Il frissonna; il marmotta entre ses dents qu'il faisait un froid glacé; il se promena à grands pas de long en large dans son étroit cachot, se rassit, et reprit son ancienne posture.

«Vous disiez donc, reprit l'aveugle après quelque temps de silence, que, lorsque vous avez entendu la cloche…

— Laissez la cloche tranquille, voulez-vous? répliqua l'autre d'une voix précipitée.
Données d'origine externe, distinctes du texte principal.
//! Time-boxed session re-validation

use crate::api::TenantClient;
use crate::error::AuthError;
use crate::models::Session;
use crate::session::SessionRegistry;
use chrono::{DateTime, Duration, Utc};
use serde_json::{json, Value};
use std::sync::Arc;

/// Seconds a successful check stays trusted
pub const VALIDATION_WINDOW_SECS: i64 = 300;

/// Gate in front of every authenticated call
pub struct SessionValidator {
    client: Arc<TenantClient>,
    registry: Arc<SessionRegistry>,
}

impl SessionValidator {
    pub fn new(client: Arc<TenantClient>, registry: Arc<SessionRegistry>) -> Self {
        Self { client, registry }
    }

    /// Whether `session` must be re-checked at `now`
    pub fn needs_check(session: &Session, now: DateTime<Utc>) -> bool {
        match session.last_validated_at {
            Some(at) => now - at >= Duration::seconds(VALIDATION_WINDOW_SECS),
            None => true,
        }
    }

    /// Confirm the session is usable, calling the tenant at most once per window.
    ///
    /// Never re-authenticates; an expired session must be connected again.
    pub async fn ensure_valid(&self, session: Option<&mut Session>) -> Result<(), AuthError> {
        let session = session.ok_or(AuthError::NoSession)?;

        if !session.has_bearer() {
            tracing::warn!(host = %session.host, "session carries no bearer credential");
            return Err(AuthError::Expired(session.host.clone()));
        }

        let now = Utc::now();
        if !Self::needs_check(session, now) {
            tracing::trace!(host = %session.host, "session validated recently, skipping check");
            return Ok(());
        }

        let url = self.client.config().user_info_url(&session.host);
        tracing::debug!(host = %session.host, "validating session");

        match self
            .client
            .post_envelope::<_, Value>(&url, &json!({}), Some(session))
            .await
        {
            Ok(_) => {
                session.last_validated_at = Some(now);
                if !self.registry.mark_validated(session, now) {
                    tracing::debug!(host = %session.host, "checked session is not the registered one");
                }
                tracing::info!(host = %session.host, "session validated");
                Ok(())
            }
            Err(failure) => {
                tracing::warn!(host = %session.host, error = %failure, "session validation failed");
                Err(AuthError::Expired(session.host.clone()))
            }
        }
    }
}
//! Sensitive data redaction
//!
//! Pattern-based masking of passwords, challenge answers, bearer tokens and
//! SAML material before anything reaches a log line or an error message.

use regex::Regex;
use std::borrow::Cow;
use std::sync::LazyLock;

/// The replacement string used for redacted values
pub const REDACTED: &str = "[REDACTED]";

/// Built-in redaction patterns for sensitive data
static REDACTION_PATTERNS: LazyLock<Vec<RedactionPattern>> = LazyLock::new(|| {
    vec![
        // Authorization header with Bearer token
        RedactionPattern::new(r"(?i)(Authorization:\s*Bearer\s+)\S+", |caps| {
            format!("{}{REDACTED}", &caps[1])
        }),
        // Secret-bearing JSON string fields
        RedactionPattern::new(
            r#"(?i)("(?:answer|password|secret|client_secret|token|access_token|refresh_token|id_token|samlresponse)"\s*:\s*")[^"]*""#,
            |caps| format!("{}{REDACTED}\"", &caps[1]),
        ),
        // Secret-bearing form or query fields
        RedactionPattern::new(
            r"(?i)((?:^|[?&\s])(?:samlresponse|password|secret|answer|code)=)[^&\s]+",
            |caps| format!("{}{REDACTED}", &caps[1]),
        ),
        // Credentials in URLs (user:password@host)
        RedactionPattern::new(r"(://[^:/\s]+:)[^@\s]+(@)", |caps| {
            format!("{}{REDACTED}{}", &caps[1], &caps[2])
        }),
    ]
});

/// A pattern for detecting and redacting sensitive data
struct RedactionPattern {
    regex: Regex,
    replacer: Box<dyn Fn(&regex::Captures) -> String + Send + Sync>,
}

impl RedactionPattern {
    fn new<F>(pattern: &str, replacer: F) -> Self
    where
        F: Fn(&regex::Captures) -> String + Send + Sync + 'static,
    {
        Self {
            regex: Regex::new(pattern).expect("Invalid redaction pattern"),
            replacer: Box::new(replacer),
        }
    }

    fn apply<'a>(&self, input: &'a str) -> Cow<'a, str> {
        self.regex
            .replace_all(input, |caps: &regex::Captures| (self.replacer)(caps))
    }
}

/// Redactor for sensitive data in strings
#[derive(Debug, Default, Clone, Copy)]
pub struct Redactor;

impl Redactor {
    pub fn new() -> Self {
        Self
    }

    /// Redact sensitive data from the input string
    pub fn redact<'a>(&self, input: &'a str) -> Cow<'a, str> {
        let mut result: Cow<str> = Cow::Borrowed(input);

        for pattern in REDACTION_PATTERNS.iter() {
            let replaced = match pattern.apply(&result) {
                Cow::Owned(owned) => Some(owned),
                Cow::Borrowed(_) => None,
            };
            if let Some(owned) = replaced {
                result = Cow::Owned(owned);
            }
        }

        result
    }
}

/// Cap `input` at `max_chars` characters, marking the cut with an ellipsis
pub fn truncate(input: &str, max_chars: usize) -> String {
    match input.char_indices().nth(max_chars) {
        Some((idx, _)) => format!("{}...", &input[..idx]),
        None => input.to_string(),
    }
}
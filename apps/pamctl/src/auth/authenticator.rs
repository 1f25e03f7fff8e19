//! Login protocol driver

use crate::api::TenantClient;
use crate::auth::{encode_client_secret, parse_selection, AuthState, Connected};
use crate::error::{AuthError, CliResult};
use crate::federation::{self, SamlBrowser};
use crate::interactive::Console;
use crate::models::{
    canonical_host, instance_id, AdvanceAuthenticationRequest, AdvanceAuthenticationResult,
    AnswerKind, AuthAction, AuthSummary, Challenge, CredentialSpec, Mechanism, Session,
    StartAuthenticationRequest, StartAuthenticationResult,
};
use crate::session::SessionRegistry;
use std::collections::VecDeque;
use std::sync::Arc;

/// Runs one login against one host and registers the resulting session
pub struct Authenticator<'a> {
    client: Arc<TenantClient>,
    registry: Arc<SessionRegistry>,
    console: &'a dyn Console,
    browser: &'a dyn SamlBrowser,
}

/// Per-login values every step needs
struct LoginTarget<'t> {
    host: &'t str,
    tenant_id: String,
    user: &'t str,
}

impl<'a> Authenticator<'a> {
    pub fn new(
        client: Arc<TenantClient>,
        registry: Arc<SessionRegistry>,
        console: &'a dyn Console,
        browser: &'a dyn SamlBrowser,
    ) -> Self {
        Self {
            client,
            registry,
            console,
            browser,
        }
    }

    /// Connect to `host` with the given credentials
    pub async fn connect(&self, host: &str, credentials: &CredentialSpec) -> CliResult<Connected> {
        match credentials {
            CredentialSpec::EncodeOnly { client, password } => {
                tracing::debug!(client = %client, "encoding client secret");
                Ok(Connected::EncodedSecret(encode_client_secret(client, password)))
            }
            CredentialSpec::ClientCredentials { client_id, .. } => {
                tracing::warn!(client_id = %client_id, "client-credentials login requested");
                Err(AuthError::UnsupportedCredentialMode(
                    "client-credentials login is disabled".to_string(),
                )
                .into())
            }
            CredentialSpec::Interactive { user } => {
                let session = self.login(host, user).await?;
                Ok(Connected::Session(session))
            }
        }
    }

    /// Drive the state machine to completion and register the session
    pub async fn login(&self, host: &str, user: &str) -> CliResult<Session> {
        let host = canonical_host(host);
        let target = LoginTarget {
            host: &host,
            tenant_id: instance_id(&host),
            user,
        };
        tracing::info!(host = %host, tenant_id = %target.tenant_id, "starting login");

        let mut state = AuthState::Start;
        loop {
            state = match state {
                AuthState::Authenticated { token, user } => {
                    return Ok(self.complete(&host, user, &token));
                }
                current => {
                    let from = current.name();
                    let next = self.step(&target, current).await?;
                    tracing::debug!(from, to = next.name(), "login state transition");
                    next
                }
            };
        }
    }

    /// Consume one state and produce the next
    async fn step(&self, target: &LoginTarget<'_>, state: AuthState) -> CliResult<AuthState> {
        match state {
            AuthState::Start => self.start(target).await,
            AuthState::Federated { redirect_url } => {
                let tokens =
                    federation::federate(&self.client, target.host, &redirect_url, self.browser)
                        .await?;
                let token = tokens
                    .bearer_token()
                    .ok_or_else(|| AuthError::FederationFailed("no access token".to_string()))?
                    .to_string();
                Ok(AuthState::Authenticated {
                    token,
                    user: tokens.user.clone().or_else(|| Some(target.user.to_string())),
                })
            }
            AuthState::SelectMechanism {
                session_id,
                mut challenges,
            } => {
                let challenge = challenges.pop_front().ok_or_else(|| {
                    AuthError::ChallengeFailed("no challenge left to answer".to_string())
                })?;
                let mechanism = self.select_mechanism(challenge)?;
                Ok(AuthState::Answer {
                    session_id,
                    mechanism,
                    remaining: challenges,
                })
            }
            AuthState::Answer {
                session_id,
                mechanism,
                remaining,
            } => self.answer(target, session_id, mechanism, remaining).await,
            AuthState::Poll {
                session_id,
                mechanism,
            } => self.poll(target, session_id, mechanism).await,
            AuthState::Authenticated { .. } => Ok(state),
        }
    }

    async fn start(&self, target: &LoginTarget<'_>) -> CliResult<AuthState> {
        let config = self.client.config();
        let request = StartAuthenticationRequest {
            tenant_id: target.tenant_id.clone(),
            user: target.user.to_string(),
            version: config.auth_version.clone(),
        };

        let result: StartAuthenticationResult = self
            .client
            .post_envelope(&config.start_authentication_url(target.host), &request, None)
            .await
            .map_err(|e| AuthError::StartFailed(e.message()))?
            .unwrap_or_default();

        if let Some(redirect_url) = result.federation_redirect() {
            tracing::info!(host = target.host, "user is federated");
            return Ok(AuthState::Federated {
                redirect_url: redirect_url.to_string(),
            });
        }

        let session_id = result
            .session_id
            .filter(|s| !s.is_empty())
            .ok_or_else(|| AuthError::StartFailed("no session id returned".to_string()))?;

        if result.challenges.is_empty() {
            return Err(
                AuthError::ChallengeFailed("tenant returned no challenges".to_string()).into(),
            );
        }
        tracing::debug!(challenges = result.challenges.len(), "received challenges");

        Ok(AuthState::SelectMechanism {
            session_id,
            challenges: result.challenges.into(),
        })
    }

    fn select_mechanism(&self, challenge: Challenge) -> CliResult<Mechanism> {
        let mut mechanisms = challenge.mechanisms;
        let index = match mechanisms.len() {
            0 => {
                return Err(AuthError::InvalidSelection(
                    "challenge offers no mechanisms".to_string(),
                )
                .into())
            }
            1 => 0,
            count => {
                let labels: Vec<String> = mechanisms.iter().map(|m| m.label().to_string()).collect();
                let reply = self.console.choose("Select authentication mechanism", &labels)?;
                parse_selection(reply.as_deref(), count)?
            }
        };

        let mechanism = mechanisms.swap_remove(index);
        tracing::debug!(mechanism = %mechanism.name, "mechanism selected");
        Ok(mechanism)
    }

    async fn answer(
        &self,
        target: &LoginTarget<'_>,
        session_id: String,
        mechanism: Mechanism,
        remaining: VecDeque<Challenge>,
    ) -> CliResult<AuthState> {
        let (action, answer) = match mechanism.answer_kind() {
            Some(AnswerKind::Text) => {
                let secret = self.console.prompt_secret(&mechanism.chosen_prompt())?;
                (AuthAction::Answer, Some(secret))
            }
            Some(AnswerKind::OutOfBand) => {
                self.console.notify(&mechanism.chosen_prompt());
                (AuthAction::StartOob, None)
            }
            None => {
                return Err(AuthError::ChallengeFailed(format!(
                    "unsupported answer type '{}'",
                    mechanism.answer_type
                ))
                .into())
            }
        };

        let result = self
            .advance(target, &session_id, &mechanism, action, answer)
            .await?;

        match result.summary {
            AuthSummary::LoginSuccess => authenticated(result, target),
            AuthSummary::OobPending => Ok(AuthState::Poll {
                session_id,
                mechanism,
            }),
            AuthSummary::StartNextChallenge if !remaining.is_empty() => {
                Ok(AuthState::SelectMechanism {
                    session_id,
                    challenges: remaining,
                })
            }
            other => Err(AuthError::ChallengeFailed(format!("unexpected result '{other}'")).into()),
        }
    }

    async fn poll(
        &self,
        target: &LoginTarget<'_>,
        session_id: String,
        mechanism: Mechanism,
    ) -> CliResult<AuthState> {
        let code = self
            .console
            .prompt_text("Approve the request, or enter the code you received (Enter to continue)")?;

        let (action, answer) = match code {
            Some(code) => (AuthAction::Answer, Some(code)),
            None => (AuthAction::Poll, None),
        };

        let result = self
            .advance(target, &session_id, &mechanism, action, answer)
            .await?;

        match result.summary {
            AuthSummary::LoginSuccess => authenticated(result, target),
            other => Err(AuthError::ChallengeFailed(format!(
                "out-of-band verification ended with '{other}'"
            ))
            .into()),
        }
    }

    async fn advance(
        &self,
        target: &LoginTarget<'_>,
        session_id: &str,
        mechanism: &Mechanism,
        action: AuthAction,
        answer: Option<String>,
    ) -> CliResult<AdvanceAuthenticationResult> {
        let request = AdvanceAuthenticationRequest {
            tenant_id: target.tenant_id.clone(),
            session_id: session_id.to_string(),
            mechanism_id: mechanism.mechanism_id.clone(),
            action,
            answer,
        };
        tracing::debug!(action = %action, mechanism = %mechanism.name, "advancing authentication");

        let url = self.client.config().advance_authentication_url(target.host);
        let result = self
            .client
            .post_envelope::<_, AdvanceAuthenticationResult>(&url, &request, None)
            .await
            .map_err(|e| AuthError::ChallengeFailed(e.message()))?
            .ok_or_else(|| AuthError::ChallengeFailed("empty result".to_string()))?;

        tracing::debug!(summary = %result.summary, "authentication advanced");
        Ok(result)
    }

    fn complete(&self, host: &str, user: Option<String>, token: &str) -> Session {
        let session = Session::with_bearer(host, user, token);
        if self.registry.register(session.clone()) {
            tracing::info!(host, user = session.principal(), "session registered");
        } else {
            tracing::info!(host, "host already has a session, keeping the existing one");
        }
        session
    }
}

fn authenticated(
    result: AdvanceAuthenticationResult,
    target: &LoginTarget<'_>,
) -> CliResult<AuthState> {
    let token = result
        .tokens
        .bearer_token()
        .ok_or_else(|| AuthError::ChallengeFailed("login succeeded without a token".to_string()))?
        .to_string();

    Ok(AuthState::Authenticated {
        token,
        user: result
            .tokens
            .user
            .clone()
            .or_else(|| Some(target.user.to_string())),
    })
}
//! Tab completion for shell commands and connected hosts

use crate::session::SessionRegistry;
use rustyline::completion::{Candidate, Completer as RustylineCompleter};
use rustyline::highlight::Highlighter;
use rustyline::hint::Hinter;
use rustyline::validate::Validator;
use rustyline::{Context, Helper, Result};
use std::borrow::Cow;
use std::sync::Arc;

/// Commands whose next word is a host
const HOST_COMMANDS: &[&str] = &["use", "disconnect"];

/// Completion candidate
#[derive(Debug)]
pub struct CompletionCandidate {
    display: String,
    replacement: String,
}

impl Candidate for CompletionCandidate {
    fn display(&self) -> &str {
        &self.display
    }

    fn replacement(&self) -> &str {
        &self.replacement
    }
}

impl CompletionCandidate {
    fn new(value: &str) -> Self {
        Self {
            display: value.to_string(),
            replacement: value.to_string(),
        }
    }
}

/// Completes the command word, then registered hosts where a host is expected
pub struct Completer {
    commands: Vec<String>,
    registry: Arc<SessionRegistry>,
}

impl Completer {
    pub fn new(commands: Vec<String>, registry: Arc<SessionRegistry>) -> Self {
        Self { commands, registry }
    }

    fn get_completions(&self, line: &str, pos: usize) -> Vec<CompletionCandidate> {
        let line = &line[..pos];
        let parts: Vec<&str> = line.split_whitespace().collect();
        let prefix = if line.ends_with(' ') {
            ""
        } else {
            parts.last().copied().unwrap_or_default()
        };
        let completed_words = if prefix.is_empty() {
            parts.len()
        } else {
            parts.len() - 1
        };

        let options: Vec<String> = if completed_words == 0 {
            self.commands.clone()
        } else if expects_host(&parts[..completed_words]) {
            self.registry.hosts()
        } else {
            Vec::new()
        };

        options
            .iter()
            .filter(|option| option.starts_with(prefix))
            .map(|option| CompletionCandidate::new(option))
            .collect()
    }
}

fn expects_host(words: &[&str]) -> bool {
    match words {
        [command] => HOST_COMMANDS.contains(command),
        [.., flag] => *flag == "--host",
        [] => false,
    }
}

impl RustylineCompleter for Completer {
    type Candidate = CompletionCandidate;

    fn complete(
        &self,
        line: &str,
        pos: usize,
        _ctx: &Context<'_>,
    ) -> Result<(usize, Vec<Self::Candidate>)> {
        let candidates = self.get_completions(line, pos);
        let start = line[..pos]
            .rfind(char::is_whitespace)
            .map(|idx| idx + 1)
            .unwrap_or(0);
        Ok((start, candidates))
    }
}

impl Hinter for Completer {
    type Hint = String;

    fn hint(&self, _line: &str, _pos: usize, _ctx: &Context<'_>) -> Option<Self::Hint> {
        None
    }
}

impl Highlighter for Completer {
    fn highlight_prompt<'b, 's: 'b, 'p: 'b>(
        &'s self,
        prompt: &'p str,
        _default: bool,
    ) -> Cow<'b, str> {
        Cow::Borrowed(prompt)
    }
}

impl Validator for Completer {}

impl Helper for Completer {}
//! Logging setup for pamctl
//!
//! Diagnostics go through `tracing` to stderr. The verbosity flags pick the
//! default filter; `RUST_LOG` overrides it. Anything that may carry a secret
//! is passed through [`Redactor`] before it is logged or shown.

pub mod level;
pub mod redaction;

pub use level::LogLevel;
pub use redaction::{Redactor, REDACTED};

use tracing_subscriber::EnvFilter;

/// Install the global subscriber.
///
/// Safe to call more than once; later calls are ignored.
pub fn init(level: LogLevel) {
    let filter = EnvFilter::try_from_default_env()
        .unwrap_or_else(|_| EnvFilter::new(level.filter_directive()));

    let _ = tracing_subscriber::fmt()
        .with_env_filter(filter)
        .with_writer(std::io::stderr)
        .with_target(level.shows_targets())
        .try_init();
}
//! pamctl library
//!
//! Session management and authenticated API invocation for identity and
//! privileged-access tenants. The `pamctl` binary is a thin CLI over these
//! modules.

pub mod api;
pub mod auth;
pub mod config;
pub mod context;
pub mod error;
pub mod extensions;
pub mod federation;
pub mod interactive;
pub mod logging;
pub mod models;
pub mod output;
pub mod repl;
pub mod session;

pub use context::TenantContext;
pub use error::{ApiError, AuthError, CliError, CliResult};
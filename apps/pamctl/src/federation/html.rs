//! Token extraction from sign-in pages and redirect URLs

use crate::error::AuthError;
use scraper::{Html, Selector};
use url::Url;

/// Value of the non-empty hidden `<input>` named `name`
pub fn extract_hidden_field(html: &str, name: &str) -> Option<String> {
    let selector = Selector::parse("input[name]").ok()?;
    let document = Html::parse_document(html);

    document
        .select(&selector)
        .filter(|input| {
            input
                .value()
                .attr("type")
                .is_some_and(|t| t.eq_ignore_ascii_case("hidden"))
        })
        .filter(|input| input.value().attr("name") == Some(name))
        .filter_map(|input| input.value().attr("value"))
        .map(str::trim)
        .find(|value| !value.is_empty())
        .map(str::to_string)
}

/// Value of query parameter `name`, if present and non-empty
pub fn query_param(url: &Url, name: &str) -> Option<String> {
    url.query_pairs()
        .find(|(key, _)| key == name)
        .map(|(_, value)| value.into_owned())
        .filter(|value| !value.is_empty())
}

/// Hidden fields the assertion consumer hands on to `signin-oidc`
#[derive(Clone, PartialEq, Eq)]
pub struct FederationFields {
    pub code: String,
    pub state: String,
    pub iss: String,
}

impl FederationFields {
    /// Scrape `code`, `state` and `iss`; any one missing fails the login
    pub fn scrape(html: &str) -> Result<Self, AuthError> {
        let field = |name: &str| {
            extract_hidden_field(html, name).ok_or_else(|| {
                AuthError::FederationFailed(format!(
                    "sign-in page did not contain the '{name}' field"
                ))
            })
        };

        Ok(Self {
            code: field("code")?,
            state: field("state")?,
            iss: field("iss")?,
        })
    }

    pub fn as_form(&self) -> [(&str, &str); 3] {
        [
            ("code", self.code.as_str()),
            ("state", self.state.as_str()),
            ("iss", self.iss.as_str()),
        ]
    }
}

impl std::fmt::Debug for FederationFields {
    fn fmt(&self, f: &mut std::fmt::Formatter<'_>) -> std::fmt::Result {
        f.debug_struct("FederationFields")
            .field("code", &crate::logging::REDACTED)
            .field("state", &self.state)
            .field("iss", &self.iss)
            .finish()
    }
}
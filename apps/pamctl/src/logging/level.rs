//! Verbosity selected by `--verbose`, `--debug` and `--trace`

/// How much of a login or call is written to stderr
#[derive(Debug, Clone, Copy, PartialEq, Eq, PartialOrd, Ord, Default)]
pub enum LogLevel {
    /// Warnings only: failed validations and API calls
    #[default]
    Quiet,
    /// `pamctl=info`: login start, session registration, each invocation
    Steps,
    /// `pamctl=debug`: state transitions and every HTTP exchange
    Exchanges,
    /// `pamctl=trace`: redacted response bodies as well
    Bodies,
}

impl LogLevel {
    /// The most detailed flag wins
    pub fn from_flags(verbose: bool, debug: bool, trace: bool) -> Self {
        match (verbose, debug, trace) {
            (_, _, true) => Self::Bodies,
            (_, true, _) => Self::Exchanges,
            (true, _, _) => Self::Steps,
            _ => Self::Quiet,
        }
    }

    /// Default `EnvFilter` directive; `RUST_LOG` replaces it entirely
    pub fn filter_directive(&self) -> &'static str {
        match self {
            Self::Quiet => "warn",
            Self::Steps => "warn,pamctl=info",
            Self::Exchanges => "info,pamctl=debug",
            Self::Bodies => "debug,pamctl=trace",
        }
    }

    /// Module targets are printed once HTTP exchanges are shown
    pub fn shows_targets(&self) -> bool {
        *self >= Self::Exchanges
    }
}
//! The `{Success, Result, Message}` wrapper every tenant response uses

use serde::{Deserialize, Serialize};

/// Tenant response envelope
#[derive(Debug, Clone, Serialize, Deserialize)]
pub struct Envelope<T = serde_json::Value> {
    #[serde(rename = "Success", default)]
    pub success: bool,

    #[serde(rename = "Result")]
    pub result: Option<T>,

    #[serde(rename = "Message", default)]
    pub message: Option<String>,
}

impl<T> Envelope<T> {
    /// The tenant's own message, or a generic fallback
    pub fn failure_message(&self) -> String {
        self.message
            .as_deref()
            .map(str::trim)
            .filter(|m| !m.is_empty())
            .unwrap_or("The tenant reported failure without a message")
            .to_string()
    }
}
Il me semble l'entendre encore.»

L'aveugle tourna vers lui sa figure attentive et curieuse, pendant que l'autre, sans y faire attention, continua de parler.

«J'étais allé à Chigwell pour y trouver l'émeute. J'avais été tellement traqué et poursuivi par cet homme, que je n'espérais plus de salut qu'en me cachant dans la foule. Ils étaient déjà partis; je me suis mis à les suivre, quand elle a cessé…

— Quand elle a cessé? qui donc?

— La cloche. Ils avaient quitté la place. J'espérais trouver encore quelque traînard attardé là, et j'étais à chercher dans les ruines, quand j'entendis… (Il tira péniblement son souffle de sa poitrine et passa sa manche sur son front)… quand j'entendis sa voix.